[Collection entries]
//! Engine for playerdb
//!
//! This crate ties the store-independent pieces together:
//! - Collection handles: lazy, cached, polled opening of the record collection
//! - Handle registry: one handle per typed pairing
//! - Read controller: retried point reads
//! - Write controller: merge-validate-apply with retry of transient faults
//! - PlayerDatabase: the reader/writer contracts over a backing store
//!
//! The engine is the only component that knows about:
//! - Transaction lifecycle (begin, commit, abort on every other exit)
//! - Cancellation
//! - Timeouts and backoff waits

#![warn(missing_docs)]
#![warn(clippy::all)]

mod cancel;
pub mod config;
pub mod handle;
pub mod read;
pub mod registry;
mod retry;
pub mod service;
pub mod transaction;
pub mod write;

pub use config::{PlayerDbConfig, CONFIG_FILE_NAME, DEFAULT_COLLECTION_NAME};
pub use handle::{CollectionHandle, CollectionRef};
pub use read::ReadController;
pub use registry::HandleRegistry;
pub use service::{PlayerDataReader, PlayerDataWriter, PlayerDatabase};
pub use transaction::TxGuard;
pub use write::WriteController;

pub use tokio_util::sync::CancellationToken;
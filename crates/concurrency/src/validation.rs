//! Expected-previous validation
//!
//! A write carries the value the caller last saw for the targeted
//! partition (or None if it saw nothing). The write may only proceed if the
//! store still agrees:
//!
//! | stored | expected | outcome |
//! |--------|----------|---------|
//! | absent | absent | ok |
//! | present | present, equal | ok |
//! | present | present, different | `ValueMismatch` |
//! | absent | present | `ExistenceMismatch` |
//! | present | absent | `ExistenceMismatch` |
//!
//! Conflicts are final: they are never retried by the controllers.

use playerdb_core::{ConflictReason, Payload};

/// Validate `expected` against the `current` stored payload.
pub fn validate_expected<T: Payload>(
    current: Option<&T>,
    expected: Option<&T>,
) -> Result<(), ConflictReason> {
    match (current, expected) {
        (None, None) => Ok(()),
        (Some(current), Some(expected)) => {
            if current == expected {
                Ok(())
            } else {
                Err(ConflictReason::ValueMismatch)
            }
        }
        (current, expected) => Err(ConflictReason::ExistenceMismatch {
            expected_present: expected.is_some(),
            found_present: current.is_some(),
        }),
    }
}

- Work item -
Working down from the line that contains "and backoff waits", retype each line exactly through the last line of the data, and give nothing else.

- Output below -
//! - Timeouts and backoff waits

#![warn(missing_docs)]
#![warn(clippy::all)]

mod cancel;
pub mod config;
pub mod handle;
pub mod read;
pub mod registry;
mod retry;
pub mod service;
pub mod transaction;
pub mod write;

pub use config::{PlayerDbConfig, CONFIG_FILE_NAME, DEFAULT_COLLECTION_NAME};
pub use handle::{CollectionHandle, CollectionRef};
pub use read::ReadController;
pub use registry::HandleRegistry;
pub use service::{PlayerDataReader, PlayerDataWriter, PlayerDatabase};
pub use transaction::TxGuard;
pub use write::WriteController;

pub use tokio_util::sync::CancellationToken;
filename crates/concurrency/src/validation.rs
//! Expected-previous validation
//!
//! A write carries the value the caller last saw for the targeted
//! partition (or None if it saw nothing). The write may only proceed if the
//! store still agrees:
//!
//! | stored | expected | outcome |
//! |--------|----------|---------|
//! | absent | absent | ok |
//! | present | present, equal | ok |
//! | present | present, different | `ValueMismatch` |
//! | absent | present | `ExistenceMismatch` |
//! | present | absent | `ExistenceMismatch` |
//!
//! Conflicts are final: they are never retried by the controllers.

use playerdb_core::{ConflictReason, Payload};

/// Validate `expected` against the `current` stored payload.
pub fn validate_expected<T: Payload>(
    current: Option<&T>,
    expected: Option<&T>,
) -> Result<(), ConflictReason> {
    match (current, expected) {
        (None, None) => Ok(()),
        (Some(current), Some(expected)) => {
            if current == expected {
                Ok(())
            } else {
                Err(ConflictReason::ValueMismatch)
            }
        }
        (current, expected) => Err(ConflictReason::ExistenceMismatch {
            expected_present: expected.is_some(),
            found_present: current.is_some(),
        }),
    }
}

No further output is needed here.